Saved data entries
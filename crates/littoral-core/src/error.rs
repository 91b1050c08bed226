//! Error types shared across the workspace.

use thiserror::Error;

use crate::id::{CellPos, NodeId};

/// Errors raised while discovering or re-splicing shoreline topology.
#[derive(Clone, Debug, PartialEq, Eq, Error)]
pub enum TopologyError {
    /// A landmass boundary neither closes on itself nor reaches a grid edge.
    #[error("invalid grid: trace starting at {start} {reason}")]
    InvalidGrid {
        /// Cell where the failing trace started.
        start: CellPos,
        /// What went wrong.
        reason: String,
    },
    /// A local re-trace could not reconnect to its downstream node.
    ///
    /// Recoverable: callers fall back to a full re-trace.
    #[error("splice around node {node} failed: {reason}")]
    SpliceFailed {
        /// Node whose neighbourhood was being re-spliced.
        node: NodeId,
        /// What went wrong.
        reason: String,
    },
    /// Chain linkage or enrolment does not hold (asymmetric links, a
    /// drained cell still enrolled, a missing sentinel).
    ///
    /// Recoverable: callers fall back to a full re-trace.
    #[error("inconsistent shoreline at node {node}: {reason}")]
    Inconsistent {
        /// First node found violating the invariant.
        node: NodeId,
        /// Which invariant failed.
        reason: String,
    },
    /// A node handle whose arena slot has since been freed or reused.
    #[error("stale node handle {node}")]
    StaleNode {
        /// The stale handle.
        node: NodeId,
    },
    /// Storage for chains or nodes could not be grown.
    #[error("could not allocate storage for {requested} shoreline entries")]
    Allocation {
        /// Number of entries requested.
        requested: usize,
    },
}

impl TopologyError {
    /// Whether a full re-trace may recover from this error.
    pub fn is_recoverable(&self) -> bool {
        matches!(
            self,
            Self::SpliceFailed { .. } | Self::Inconsistent { .. } | Self::StaleNode { .. }
        )
    }
}

/// Errors that abort a simulation step.
#[derive(Clone, Debug, PartialEq, Eq, Error)]
pub enum StepError {
    /// Topology could not be restored, even by a full re-trace.
    #[error("topology unrecoverable: {0}")]
    Topology(#[from] TopologyError),
}

#[cfg(test)]
mod tests {
    use super::*;

    #[test]
    fn splice_failures_are_recoverable() {
        let err = TopologyError::SpliceFailed {
            node: NodeId::new(1, 0),
            reason: "closed loop".into(),
        };
        assert!(err.is_recoverable());
        let fatal = TopologyError::InvalidGrid {
            start: CellPos::new(2, 0),
            reason: "does not terminate".into(),
        };
        assert!(!fatal.is_recoverable());
    }

    #[test]
    fn step_error_wraps_topology_error() {
        let err: StepError = TopologyError::Allocation { requested: 8 }.into();
        assert_eq!(
            err.to_string(),
            "topology unrecoverable: could not allocate storage for 8 shoreline entries"
        );
    }
}
//! Wave-climate collaborators for the littoral coastline model.
//!
//! Both types implement [`littoral_core::WaveClimate`]:
//!
//! - [`WaveSeries`] replays recorded angle/period/height arrays, cycling
//!   when the run outlasts the record.
//! - [`StochasticClimate`] draws waves from a seeded ChaCha8 stream whose
//!   asymmetry and stability drift as bounded random walks.

#![deny(missing_docs)]
#![deny(rustdoc::broken_intra_doc_links)]
#![forbid(unsafe_code)]

pub mod error;
pub mod series;
pub mod stochastic;

pub use error::ClimateError;
pub use series::WaveSeries;
pub use stochastic::{HeightModel, StochasticClimate, StochasticClimateBuilder};
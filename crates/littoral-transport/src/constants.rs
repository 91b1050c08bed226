//! Physical constants and fixed numerical parameters.

use std::f64::consts::{FRAC_PI_2, FRAC_PI_4};

/// Standard gravity (m/s²).
pub const GRAVITY: f64 = 9.806_65;

/// Default density of sea water (kg/m³).
pub const SEA_WATER_DENSITY: f64 = 1020.0;

/// Default sediment mobility coefficient of the CERC formula.
pub const SEDIMENT_MOBILITY: f64 = 0.67;

/// Waves break once their height exceeds this fraction of the depth.
pub const BREAKING_RATIO: f64 = 0.5;

/// Depth decrement of the shoaling iteration (m).
pub const REFRACTION_STEP: f64 = 0.2;

/// Shoaling starts at this multiple of the deep-water height.
pub const START_DEPTH_FACTOR: f64 = 3.0;

/// Deep-water incidence beyond this is grazing and moves no sediment.
pub const GRAZING_LIMIT: f64 = 0.995 * FRAC_PI_2;

/// Incidence assumed where the differencing scheme leaves the shore
/// angle undefined.
pub const DEFAULT_INCIDENCE: f64 = FRAC_PI_4;

/// Default instability threshold of the differencing scheme (degrees).
pub const INSTABILITY_THRESHOLD_DEG: f64 = 42.0;

/// Default step of the shadow march (cells).
pub const SHADOW_STEP: f64 = 0.2;

/// Default bound on the number of shadow march steps.
pub const MAX_SHADOW_STEPS: usize = 10_000;
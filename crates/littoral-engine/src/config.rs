//! Coast configuration, validation, and error types.
//!
//! [`CoastConfig`] is the plain-data input for building a [`Coast`](crate::Coast).
//! [`validate()`](CoastConfig::validate) checks every value at startup so
//! that stepping never has to.

use littoral_core::TopologyError;
use littoral_grid::{EdgeBehavior, Grid, GridError};
use littoral_repair::RepairParams;
use littoral_transport::{ParamError, TransportParams};
use thiserror::Error;

// ── ConfigError ────────────────────────────────────────────────────

/// Errors detected while validating a [`CoastConfig`] or initializing a
/// coast from it.
#[derive(Clone, Debug, PartialEq, Error)]
pub enum ConfigError {
    /// Grid dimensions, cell sizes or initial occupancy are invalid.
    #[error("grid: {0}")]
    Grid(#[from] GridError),
    /// Transport coefficients are invalid.
    #[error("transport: {0}")]
    Transport(#[from] ParamError),
    /// The initial shoreline could not be traced.
    #[error("initial shoreline: {0}")]
    Topology(#[from] TopologyError),
    /// `timestep_length` is NaN, infinite, zero, or negative.
    #[error("timestep_length must be finite and positive, got {value}")]
    InvalidTimestep {
        /// The invalid value.
        value: f64,
    },
    /// `max_repair_passes` is zero.
    #[error("max_repair_passes must be at least 1")]
    NoRepairPasses,
    /// `max_cell_visits` is zero.
    #[error("max_cell_visits must be at least 1")]
    NoCellVisits,
}

// ── CoastConfig ────────────────────────────────────────────────────

/// Everything needed to build a [`Coast`](crate::Coast) apart from its
/// wave climate.
#[derive(Clone, Debug, PartialEq)]
pub struct CoastConfig {
    /// Number of rows (cross-shore). At least 2.
    pub rows: usize,
    /// Number of columns (alongshore). At least 1.
    pub cols: usize,
    /// Alongshore cell size in metres. Default: 300.
    pub cell_width: f64,
    /// Cross-shore cell size in metres. Default: 300.
    pub cell_length: f64,
    /// Column edge behavior. Default: [`EdgeBehavior::Absorb`].
    pub edge: EdgeBehavior,
    /// Initial occupancy, row-major, each value in `[0, 1]`.
    pub occupancy: Vec<f64>,
    /// Length of one step; scales every transport potential. Default: 1.
    pub timestep_length: f64,
    /// Upper bound on repair passes per step. Default: 8.
    pub max_repair_passes: usize,
    /// How often one cell may be fixed within a repair run. Default: 16.
    pub max_cell_visits: u32,
    /// Wave transform and budget coefficients.
    pub transport: TransportParams,
}

impl CoastConfig {
    /// A config with default physics for the given occupancy.
    pub fn new(rows: usize, cols: usize, occupancy: Vec<f64>) -> Self {
        let repair = RepairParams::default();
        Self {
            rows,
            cols,
            cell_width: 300.0,
            cell_length: 300.0,
            edge: EdgeBehavior::Absorb,
            occupancy,
            timestep_length: 1.0,
            max_repair_passes: repair.max_passes,
            max_cell_visits: repair.max_cell_visits,
            transport: TransportParams::default(),
        }
    }

    /// Check structural invariants.
    ///
    /// # Errors
    ///
    /// The first [`ConfigError`] found.
    pub fn validate(&self) -> Result<(), ConfigError> {
        self.build_grid().map(|_| ())
    }

    /// The repair limits this config asks for.
    pub fn repair_params(&self) -> RepairParams {
        RepairParams {
            max_passes: self.max_repair_passes,
            max_cell_visits: self.max_cell_visits,
        }
    }

    /// Validate and build the initial grid.
    pub(crate) fn build_grid(&self) -> Result<Grid, ConfigError> {
        if !(self.timestep_length > 0.0 && self.timestep_length.is_finite()) {
            return Err(ConfigError::InvalidTimestep {
                value: self.timestep_length,
            });
        }
        if self.max_repair_passes == 0 {
            return Err(ConfigError::NoRepairPasses);
        }
        if self.max_cell_visits == 0 {
            return Err(ConfigError::NoCellVisits);
        }
        self.transport.validate()?;
        let grid = Grid::from_occupancy(
            self.rows,
            self.cols,
            self.cell_width,
            self.cell_length,
            &self.occupancy,
        )?
        .with_edge(self.edge);
        Ok(grid)
    }
}
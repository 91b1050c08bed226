//! Shoaling and refraction of a deep-water wave to its breaking point.

use std::f64::consts::PI;

use littoral_core::WaveConditions;

use crate::constants::{BREAKING_RATIO, GRAVITY, REFRACTION_STEP, START_DEPTH_FACTOR};
use crate::params::TransportParams;

/// Wavelength at `depth` by the non-iterative Fenton & McKee
/// approximation (m).
pub fn wavelength(period: f64, depth: f64) -> f64 {
    let deep = GRAVITY * period * period / (2.0 * PI);
    let omega = 2.0 * PI / period;
    deep * (omega * omega * depth / GRAVITY).powf(0.75).tanh().powf(2.0 / 3.0)
}

/// A wave at the point where it breaks.
#[derive(Clone, Copy, Debug, PartialEq)]
pub struct BreakingWave {
    /// Breaking height (m).
    pub height: f64,
    /// Incidence angle relative to the shore normal (radians).
    pub alpha: f64,
    /// Depth where the iteration stopped (m).
    pub depth: f64,
}

/// Walk a wave of deep-water incidence `alpha_deep` shoreward in fixed
/// depth steps, refracting it over shore-parallel contours, until it
/// breaks or the water runs out.
pub fn shoal(waves: &WaveConditions, alpha_deep: f64) -> BreakingWave {
    let (period, deep_height) = (waves.period, waves.height);
    if !(period > 0.0 && deep_height > 0.0) {
        return BreakingWave {
            height: 0.0,
            alpha: alpha_deep,
            depth: 0.0,
        };
    }
    let c_deep = GRAVITY * period / (2.0 * PI);
    let mut depth = START_DEPTH_FACTOR * deep_height;
    loop {
        let length = wavelength(period, depth);
        let c = length / period;
        let kh = 2.0 * PI * depth / length;
        let n = 0.5 * (1.0 + 2.0 * kh / (2.0 * kh).sinh());
        let alpha = (c / c_deep * alpha_deep.sin()).asin();
        let height = deep_height
            * ((c_deep * alpha_deep.cos()) / (c * 2.0 * n * alpha.cos()))
                .abs()
                .sqrt();
        if height > BREAKING_RATIO * depth || depth <= REFRACTION_STEP {
            return BreakingWave {
                height,
                alpha,
                depth,
            };
        }
        depth -= REFRACTION_STEP;
    }
}

/// Volume a breaking wave can move along the shore in `dt` (CERC form).
///
/// Non-finite results collapse to zero.
pub fn transport_potential(params: &TransportParams, height: f64, alpha: f64, dt: f64) -> f64 {
    let q = (params.sediment_mobility
        * params.water_density
        * GRAVITY.powf(1.5)
        * height.powf(2.5)
        * alpha.cos()
        * alpha.sin()
        * dt)
        .abs();
    if q.is_finite() {
        q
    } else {
        0.0
    }
}
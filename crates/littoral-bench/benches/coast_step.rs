//! Criterion benchmarks for whole-coast stepping.

use criterion::{black_box, criterion_group, criterion_main, Criterion};
use littoral_bench::{reference_climate, reference_profile, stress_profile};
use littoral_engine::Coast;

fn bench_step_10k(c: &mut Criterion) {
    let climate = reference_climate(42).unwrap();
    let mut coast = Coast::new(reference_profile(42), climate).unwrap();

    // Warm up: the first step fills every node cache
    coast.step().unwrap();

    c.bench_function("step_10k", |b| {
        b.iter(|| {
            let report = coast.step().unwrap();
            black_box(&report);
        });
    });
}

fn bench_step_100k(c: &mut Criterion) {
    let climate = reference_climate(42).unwrap();
    let mut coast = Coast::new(stress_profile(42), climate).unwrap();

    coast.step().unwrap();

    c.bench_function("step_100k", |b| {
        b.iter(|| {
            let report = coast.step().unwrap();
            black_box(&report);
        });
    });
}

fn bench_100_steps_10k(c: &mut Criterion) {
    c.bench_function("100_steps_10k", |b| {
        b.iter(|| {
            let climate = reference_climate(42).unwrap();
            let mut coast = Coast::new(reference_profile(42), climate).unwrap();
            let occ = coast.update(100).unwrap();
            black_box(&occ);
        });
    });
}

criterion_group!(benches, bench_step_10k, bench_step_100k, bench_100_steps_10k);
criterion_main!(benches);
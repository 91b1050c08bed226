//! Coastline world for the littoral model.
//!
//! [`Coast`] ties the workspace together: it validates a [`CoastConfig`],
//! traces the initial shoreline and then advances the model one step at
//! a time (wave transform, sediment budget, application and repair),
//! returning a [`StepReport`] for each step.

#![deny(missing_docs)]
#![deny(rustdoc::broken_intra_doc_links)]
#![forbid(unsafe_code)]

pub mod coast;
pub mod config;
pub mod metrics;
pub mod snapshot;

pub use coast::Coast;
pub use config::{CoastConfig, ConfigError};
pub use metrics::StepReport;
pub use snapshot::{grid_text, shoreline_text};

* Your instructions *
Copy out every line above where "NoRepairPasses" is present.

* Written solution *
    NoRepairPasses,
            return Err(ConfigError::NoRepairPasses);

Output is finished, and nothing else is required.